R. Porque eles têm ideias e planos. São muito apegados às suas próprias visões. As mulheres funcionam diferente. Por exemplo, Jill Solloway, a criadora de Transparent, não diz o que você tem de fazer. Perto de 80% do que se viu na série são fruto de improviso. Eu li o roteiro e depois o enunciei como me pareceu melhor. Por isso é que a série tem esse ar de autenticidade tão contemporâneo. Ainda não posso divulgar, mas tenho outros projetos com diretoras incríveis. Na moda, também gostaria de trabalhar com mais estilistas.
P. Você mudou de gênero quando estava estudando na Columbia. Quais papéis você pôde interpretar então?
R. O estudo de interpretação na Columbia é muito aberto, progressista e inclusivo. Quando comecei a minha transição, avisei os meus professores que não queria mais interpretar papéis masculinos, e eles aceitaram. O problema é que, nos textos que temos à disposição, existem poucos personagens transgêneros. Eu me perguntei, então, se fazia mesmo sentido me dedicar profissionalmente a isso. Por um tempo me voltei mais para a performance artística. Mas, naquela época, saiu a Time com Laverne Cox na capa. Foi uma coisa que me reafirmou como mulher, mas também como atriz. Pensei comigo mesma que talvez eu também poderia…
P. Quais são os seus desafios hoje como atriz?
R. Sinto uma grande pressão por mais versatilidade. Passo muito tempo pensando em como me tronar mais vendável. Quero ser vista como uma atriz, e ponto, e não como uma atriz transgênero. Tenho frequentado um especialista da fala para ampliar o alcance tonal da minha voz. Hoje eu estou cansada e com o problema do fuso-horário, mas quando faço meus exercícios, fico bem mais convincente [sorri]…
P. Você acaba de usar o adjetivo “vendável”…
R. Eu sei, é uma vergonha. É uma humilhação. Mas preciso fazer isso para poder trabalhar. Mas qualquer atriz que não seja branca, magra, que tenha alguma deficiência ou não seja cisgênero dirá algo parecido. Tenho de ser muito disciplinada. Preciso melhorar.
P. Quando você disse à sua mãe que queria ser atriz, ela lhe aconselhou a não ler o que as pessoas falariam sobre você. Você seguiu o conselho?

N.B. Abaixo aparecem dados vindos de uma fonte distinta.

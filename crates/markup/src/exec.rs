use std::collections::HashMap;

use serde::{Deserialize, Serialize};

use crate::error::MarkupError;
use crate::fragment::{Attrs, Fragment, Leaf, Leaves, Wrapper};
use crate::range::TextRange;
use crate::style::{
    MAX_FONT_SIZE, MIN_FONT_SIZE, css_color_to_hex, is_bold_weight, remove_style_property,
    style_value,
};

/// Inline formatting commands, the counterpart of the host's rich-text
/// `execCommand` primitive scoped to a single editable root.
#[derive(Debug, Clone, PartialEq, Eq, Serialize, Deserialize)]
#[serde(tag = "command", content = "value", rename_all = "snake_case")]
pub enum ExecCommand {
    Bold,
    Italic,
    /// Legacy 1-7 scale.
    FontSize(u8),
    ForeColor(String),
    CreateLink(String),
    Unlink,
    RemoveFormat,
}

impl ExecCommand {
    pub fn name(&self) -> &'static str {
        match self {
            ExecCommand::Bold => "bold",
            ExecCommand::Italic => "italic",
            ExecCommand::FontSize(_) => "fontSize",
            ExecCommand::ForeColor(_) => "foreColor",
            ExecCommand::CreateLink(_) => "createLink",
            ExecCommand::Unlink => "unlink",
            ExecCommand::RemoveFormat => "removeFormat",
        }
    }
}

#[derive(Debug, Clone, Copy, PartialEq, Eq, Default)]
pub struct ExecEffect {
    pub changed: bool,
    /// Text covered by the wrapper element the command created, if any.
    pub wrapper_range: Option<TextRange>,
}

const INLINE_FORMAT_TAGS: &[&str] = &[
    "a", "b", "big", "code", "em", "font", "i", "mark", "s", "small", "span", "strike", "strong",
    "sub", "sup", "u",
];

pub fn is_inline_format_tag(tag: &str) -> bool {
    INLINE_FORMAT_TAGS.contains(&tag)
}

#[derive(Debug, Clone, Copy, PartialEq, Eq)]
enum Format {
    Bold,
    Italic,
    FontSize,
    Color,
    Link,
    Any,
}

enum Strip {
    Keep,
    Drop,
    Rewrite(Attrs),
}

pub(crate) fn wrapper_is_bold(w: &Wrapper) -> bool {
    matches!(w.tag.as_str(), "b" | "strong")
        || style_value(&w.attrs, "font-weight").is_some_and(|v| is_bold_weight(&v))
}

pub(crate) fn wrapper_is_italic(w: &Wrapper) -> bool {
    matches!(w.tag.as_str(), "i" | "em")
        || style_value(&w.attrs, "font-style")
            .is_some_and(|v| matches!(v.trim(), "italic" | "oblique"))
}

fn leaf_has(leaf: &Leaf, pred: fn(&Wrapper) -> bool) -> bool {
    leaf.stack.iter().any(pred)
}

/// What happens to one wrapper when `format` is cleared from the text under it.
fn strip_format(w: &Wrapper, format: Format) -> Strip {
    let mut attrs = w.attrs.clone();
    let mut touched = false;

    match format {
        Format::Bold => {
            if matches!(w.tag.as_str(), "b" | "strong") {
                return Strip::Drop;
            }
            if style_value(&attrs, "font-weight").is_some_and(|v| is_bold_weight(&v)) {
                touched |= remove_style_property(&mut attrs, "font-weight");
            }
        }
        Format::Italic => {
            if matches!(w.tag.as_str(), "i" | "em") {
                return Strip::Drop;
            }
            touched |= remove_style_property(&mut attrs, "font-style");
        }
        Format::FontSize => {
            if matches!(w.tag.as_str(), "big" | "small") {
                return Strip::Drop;
            }
            if w.tag == "font" {
                touched |= attrs.remove("size").is_some();
            }
            touched |= remove_style_property(&mut attrs, "font-size");
        }
        Format::Color => {
            if w.tag == "font" {
                touched |= attrs.remove("color").is_some();
            }
            touched |= remove_style_property(&mut attrs, "color");
        }
        Format::Link => {
            if w.tag == "a" {
                return Strip::Drop;
            }
        }
        Format::Any => {
            if w.tag != "a" && w.tag != "span" && is_inline_format_tag(&w.tag) {
                return Strip::Drop;
            }
            for property in ["font-weight", "font-style", "font-size", "color", "text-decoration"] {
                touched |= remove_style_property(&mut attrs, property);
            }
        }
    }

    if !touched {
        return Strip::Keep;
    }
    if matches!(w.tag.as_str(), "span" | "font") && attrs.is_empty() {
        Strip::Drop
    } else {
        Strip::Rewrite(attrs)
    }
}

fn strip_leaves(leaves: &mut Leaves, selected: &[usize], format: Format) {
    let mut remap: HashMap<usize, usize> = HashMap::new();
    for &ix in selected {
        let stack = std::mem::take(&mut leaves.items[ix].stack);
        let mut next = Vec::with_capacity(stack.len());
        for w in stack {
            match strip_format(&w, format) {
                Strip::Keep => next.push(w),
                Strip::Drop => {}
                Strip::Rewrite(attrs) => {
                    let id = match remap.get(&w.id) {
                        Some(id) => *id,
                        None => {
                            let id = leaves.fresh_id();
                            remap.insert(w.id, id);
                            id
                        }
                    };
                    next.push(Wrapper {
                        id,
                        tag: w.tag,
                        attrs,
                    });
                }
            }
        }
        leaves.items[ix].stack = next;
    }
}

#[derive(Clone, Copy)]
enum Placement {
    /// Directly around the text.
    Innermost,
    /// Just inside the nearest block-level ancestor.
    Outermost,
}

fn wrap_leaves(
    leaves: &mut Leaves,
    targets: &[usize],
    tag: &str,
    attrs: Attrs,
    placement: Placement,
) -> Option<TextRange> {
    if targets.is_empty() {
        return None;
    }
    let offsets = leaves.offsets();
    let id = leaves.fresh_id();
    let wrapper = Wrapper {
        id,
        tag: tag.to_string(),
        attrs,
    };

    let mut covered: Option<TextRange> = None;
    for &ix in targets {
        let leaf = &mut leaves.items[ix];
        let at = match placement {
            Placement::Innermost => leaf.stack.len(),
            Placement::Outermost => leaf
                .stack
                .iter()
                .rposition(|w| !is_inline_format_tag(&w.tag))
                .map_or(0, |block| block + 1),
        };
        leaf.stack.insert(at, wrapper.clone());

        let start = offsets[ix];
        let end = start + leaf.content.len();
        covered = Some(match covered {
            None => TextRange::new(start, end),
            Some(range) => TextRange::new(range.start.min(start), range.end.max(end)),
        });
    }
    covered
}

fn toggle(
    leaves: &mut Leaves,
    selected: &[usize],
    format: Format,
    active: fn(&Wrapper) -> bool,
    tag: &str,
) -> Option<TextRange> {
    let all_active = selected.iter().all(|&ix| leaf_has(&leaves.items[ix], active));
    if all_active {
        strip_leaves(leaves, selected, format);
        return None;
    }
    let targets: Vec<usize> = selected
        .iter()
        .copied()
        .filter(|&ix| !leaf_has(&leaves.items[ix], active))
        .collect();
    wrap_leaves(leaves, &targets, tag, Attrs::default(), Placement::Innermost)
}

fn single_attr(name: &str, value: String) -> Attrs {
    let mut attrs = Attrs::default();
    attrs.insert(name.to_string(), value);
    attrs
}

impl Fragment {
    /// Applies `command` to the text covered by `range`. Text content never
    /// changes; only the element structure around it does.
    pub fn exec(
        &mut self,
        command: &ExecCommand,
        range: TextRange,
    ) -> Result<ExecEffect, MarkupError> {
        let text = self.text_content();
        let range = range.clamped(&text);
        if range.is_collapsed() {
            return Err(MarkupError::CollapsedRange {
                offset: range.start,
            });
        }

        // Validate arguments before touching the tree.
        let command = match command {
            ExecCommand::FontSize(size) if !(MIN_FONT_SIZE..=MAX_FONT_SIZE).contains(size) => {
                return Err(MarkupError::FontSizeOutOfScale(*size));
            }
            ExecCommand::ForeColor(color) => match css_color_to_hex(color) {
                Some(hex) => ExecCommand::ForeColor(hex),
                None => return Err(MarkupError::InvalidColor(color.clone())),
            },
            ExecCommand::CreateLink(url) if url.trim().is_empty() => ExecCommand::Unlink,
            ExecCommand::CreateLink(url) => ExecCommand::CreateLink(url.trim().to_string()),
            other => other.clone(),
        };

        let before = self.to_html();
        let mut leaves = Leaves::flatten(self);
        leaves.split_at(range.start);
        leaves.split_at(range.end);
        let selected = leaves.selected(range);

        let wrapper_range = match &command {
            ExecCommand::Bold => toggle(&mut leaves, &selected, Format::Bold, wrapper_is_bold, "b"),
            ExecCommand::Italic => {
                toggle(&mut leaves, &selected, Format::Italic, wrapper_is_italic, "i")
            }
            ExecCommand::FontSize(size) => {
                strip_leaves(&mut leaves, &selected, Format::FontSize);
                wrap_leaves(
                    &mut leaves,
                    &selected,
                    "font",
                    single_attr("size", size.to_string()),
                    Placement::Innermost,
                )
            }
            ExecCommand::ForeColor(hex) => {
                strip_leaves(&mut leaves, &selected, Format::Color);
                wrap_leaves(
                    &mut leaves,
                    &selected,
                    "font",
                    single_attr("color", hex.clone()),
                    Placement::Innermost,
                )
            }
            ExecCommand::CreateLink(url) => {
                strip_leaves(&mut leaves, &selected, Format::Link);
                wrap_leaves(
                    &mut leaves,
                    &selected,
                    "a",
                    single_attr("href", url.clone()),
                    Placement::Outermost,
                )
            }
            ExecCommand::Unlink => {
                strip_leaves(&mut leaves, &selected, Format::Link);
                None
            }
            ExecCommand::RemoveFormat => {
                strip_leaves(&mut leaves, &selected, Format::Any);
                None
            }
        };

        leaves.drop_empty_text();
        leaves.merge_adjacent(is_inline_format_tag);
        *self = leaves.into_fragment();

        let changed = self.to_html() != before;
        tracing::trace!(command = command.name(), ?range, changed, "exec");
        Ok(ExecEffect {
            changed,
            wrapper_range,
        })
    }
}
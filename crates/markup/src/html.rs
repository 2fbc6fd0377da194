//! Lenient HTML fragment reader and `innerHTML`-style writer.
//!
//! Editable roots accept whatever markup the host hands them, so the reader
//! never fails: unknown tags are kept, stray closing tags are dropped and
//! anything left open is closed at the end of input.

use crate::fragment::{Attrs, ElementNode, Fragment, Node, TextNode, is_void_tag};

impl Fragment {
    pub fn parse(html: &str) -> Self {
        Parser::new(html).run()
    }

    pub fn to_html(&self) -> String {
        let mut out = String::new();
        write_nodes(&self.children, &mut out);
        out
    }
}

struct OpenElement {
    tag: String,
    attrs: Attrs,
    children: Vec<Node>,
}

struct Parser<'a> {
    src: &'a str,
    pos: usize,
    root: Vec<Node>,
    open: Vec<OpenElement>,
}

impl<'a> Parser<'a> {
    fn new(src: &'a str) -> Self {
        Self {
            src,
            pos: 0,
            root: Vec::new(),
            open: Vec::new(),
        }
    }

    fn run(mut self) -> Fragment {
        while self.pos < self.src.len() {
            let rest = &self.src[self.pos..];
            if rest.starts_with("<!--") {
                self.pos = match rest[4..].find("-->") {
                    Some(end) => self.pos + 4 + end + 3,
                    None => self.src.len(),
                };
            } else if rest.starts_with("</") && starts_tag_name(&rest[2..]) {
                self.close_tag();
            } else if rest.starts_with('<') && starts_tag_name(&rest[1..]) {
                self.open_tag();
            } else if rest.starts_with("<!") || rest.starts_with("<?") {
                // Doctype or processing instruction; nothing to keep.
                self.pos = match rest.find('>') {
                    Some(end) => self.pos + end + 1,
                    None => self.src.len(),
                };
            } else {
                self.text();
            }
        }

        while let Some(el) = self.open.pop() {
            self.push_node(Node::Element(ElementNode {
                tag: el.tag,
                attrs: el.attrs,
                children: el.children,
            }));
        }

        Fragment {
            children: self.root,
        }
    }

    fn push_node(&mut self, node: Node) {
        let target = match self.open.last_mut() {
            Some(el) => &mut el.children,
            None => &mut self.root,
        };
        match (target.last_mut(), node) {
            (Some(Node::Text(prev)), Node::Text(next)) => prev.text.push_str(&next.text),
            (_, node) => target.push(node),
        }
    }

    fn text(&mut self) {
        let rest = &self.src[self.pos..];
        // A lone '<' that does not start a tag is literal text.
        let skip = usize::from(rest.starts_with('<'));
        let len = rest[skip..].find('<').map_or(rest.len(), |ix| ix + skip);
        let raw = &rest[..len];
        self.pos += len;
        let text = decode_entities(raw);
        if !text.is_empty() {
            self.push_node(Node::Text(TextNode { text }));
        }
    }

    fn close_tag(&mut self) {
        let rest = &self.src[self.pos + 2..];
        let name_len = tag_name_len(rest);
        let tag = rest[..name_len].to_ascii_lowercase();
        self.pos = match rest.find('>') {
            Some(end) => self.pos + 2 + end + 1,
            None => self.src.len(),
        };

        let Some(depth) = self.open.iter().rposition(|el| el.tag == tag) else {
            return;
        };
        while self.open.len() > depth {
            let Some(el) = self.open.pop() else { break };
            self.push_node(Node::Element(ElementNode {
                tag: el.tag,
                attrs: el.attrs,
                children: el.children,
            }));
        }
    }

    fn open_tag(&mut self) {
        let start = self.pos + 1;
        let name_len = tag_name_len(&self.src[start..]);
        let tag = self.src[start..start + name_len].to_ascii_lowercase();
        self.pos = start + name_len;

        let mut attrs = Attrs::default();
        let mut self_closing = false;
        loop {
            self.skip_whitespace();
            let rest = &self.src[self.pos..];
            if rest.is_empty() {
                break;
            }
            if rest.starts_with("/>") {
                self.pos += 2;
                self_closing = true;
                break;
            }
            if rest.starts_with('>') {
                self.pos += 1;
                break;
            }
            if rest.starts_with('/') {
                self.pos += 1;
                continue;
            }
            let (name, value) = self.attribute();
            let valid = !name.is_empty()
                && name
                    .chars()
                    .all(|c| c.is_ascii_alphanumeric() || matches!(c, '-' | '_' | ':' | '.'));
            if valid {
                attrs.entry(name).or_insert(value);
            }
        }

        if self_closing || is_void_tag(&tag) {
            self.push_node(Node::Element(ElementNode {
                tag,
                attrs,
                children: Vec::new(),
            }));
        } else {
            self.open.push(OpenElement {
                tag,
                attrs,
                children: Vec::new(),
            });
        }
    }

    fn attribute(&mut self) -> (String, String) {
        let rest = &self.src[self.pos..];
        let name_len = rest
            .find(|c: char| c.is_whitespace() || matches!(c, '=' | '>' | '/'))
            .unwrap_or(rest.len())
            .max(rest.chars().next().map_or(0, char::len_utf8));
        let name = rest[..name_len].to_ascii_lowercase();
        self.pos += name_len;
        self.skip_whitespace();

        if !self.src[self.pos..].starts_with('=') {
            return (name, String::new());
        }
        self.pos += 1;
        self.skip_whitespace();

        let rest = &self.src[self.pos..];
        let value = match rest.chars().next() {
            Some(quote @ ('"' | '\'')) => {
                let body = &rest[1..];
                let end = body.find(quote).unwrap_or(body.len());
                self.pos += 1 + end + usize::from(end < body.len());
                &body[..end]
            }
            _ => {
                let end = rest
                    .find(|c: char| c.is_whitespace() || c == '>')
                    .unwrap_or(rest.len());
                self.pos += end;
                &rest[..end]
            }
        };
        (name, decode_entities(value))
    }

    fn skip_whitespace(&mut self) {
        let rest = &self.src[self.pos..];
        let trimmed = rest.trim_start();
        self.pos += rest.len() - trimmed.len();
    }
}

fn starts_tag_name(s: &str) -> bool {
    s.chars().next().is_some_and(|c| c.is_ascii_alphabetic())
}

fn tag_name_len(s: &str) -> usize {
    s.find(|c: char| !(c.is_ascii_alphanumeric() || c == '-' || c == ':'))
        .unwrap_or(s.len())
}

pub fn decode_entities(raw: &str) -> String {
    if !raw.contains('&') {
        return raw.to_string();
    }

    let mut out = String::with_capacity(raw.len());
    let mut rest = raw;
    while let Some(amp) = rest.find('&') {
        out.push_str(&rest[..amp]);
        let tail = &rest[amp..];
        let decoded = tail.find(';').filter(|&end| end <= 10).and_then(|end| {
            let entity = &tail[1..end];
            let ch = match entity {
                "amp" => Some('&'),
                "lt" => Some('<'),
                "gt" => Some('>'),
                "quot" => Some('"'),
                "apos" | "#39" => Some('\''),
                "nbsp" => Some('\u{a0}'),
                _ if entity.starts_with("#x") || entity.starts_with("#X") => {
                    u32::from_str_radix(&entity[2..], 16).ok().and_then(char::from_u32)
                }
                _ if entity.starts_with('#') => {
                    entity[1..].parse::<u32>().ok().and_then(char::from_u32)
                }
                _ => None,
            };
            ch.map(|ch| (ch, end))
        });
        match decoded {
            Some((ch, end)) => {
                out.push(ch);
                rest = &tail[end + 1..];
            }
            None => {
                out.push('&');
                rest = &tail[1..];
            }
        }
    }
    out.push_str(rest);
    out
}

pub fn escape_text(text: &str) -> String {
    let mut out = String::with_capacity(text.len());
    for ch in text.chars() {
        match ch {
            '&' => out.push_str("&amp;"),
            '<' => out.push_str("&lt;"),
            '>' => out.push_str("&gt;"),
            '\u{a0}' => out.push_str("&nbsp;"),
            _ => out.push(ch),
        }
    }
    out
}

fn escape_attr(value: &str) -> String {
    escape_text(value).replace('"', "&quot;")
}

fn write_nodes(nodes: &[Node], out: &mut String) {
    for node in nodes {
        match node {
            Node::Text(t) => out.push_str(&escape_text(&t.text)),
            Node::Element(el) => {
                out.push('<');
                out.push_str(&el.tag);
                for (name, value) in &el.attrs {
                    out.push(' ');
                    out.push_str(name);
                    out.push_str("=\"");
                    out.push_str(&escape_attr(value));
                    out.push('"');
                }
                out.push('>');
                if is_void_tag(&el.tag) {
                    continue;
                }
                write_nodes(&el.children, out);
                out.push_str("</");
                out.push_str(&el.tag);
                out.push('>');
            }
        }
    }
}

R. Não. Eu leio tudo. Os atores que dizem o contrário estão mentindo. Tenho 24 anos e não sei com clareza quem eu mesma sou. Às vezes, penso que ler o que os outros acham de mim ajudará a me entender melhor. Mas é perigoso, e sei que não deveria fazê-lo.
P. Fazem críticas muito cáusticas?
R. Às vezes sim. Dizem que falo demais sobre o fato de ser trans. Não entendem que é sobre isso que me perguntam nas entrevistas… Toda vez que uma revista me chama de “atriz transgênero” alguém se sente no direito de opinar. Eu sou que não sou um homem. Sei que não jeito de homem. Mas é isso o que essas pessoas veem. Se lessem mais coisas sobre mim ou falassem comigo, talvez teriam uma reação diferente. Ou não. Como eu disse antes, essa visibilidade, por mais positiva que seja, é também o que me deixa exposta ao ódio e à violência. Leia o que algumas pessoas escrevem toda vez que a Gucci posta uma foto minha no Instagram… No fundo, não sou o que essas pessoas querem ver.
P. Você tem esperança de que isso mude em um futuro próximo?
R. Para falar a verdade, para mim tanto faz. Já estou aqui. Mas espero que aconteça. O que posso fazer, a não ser esperar?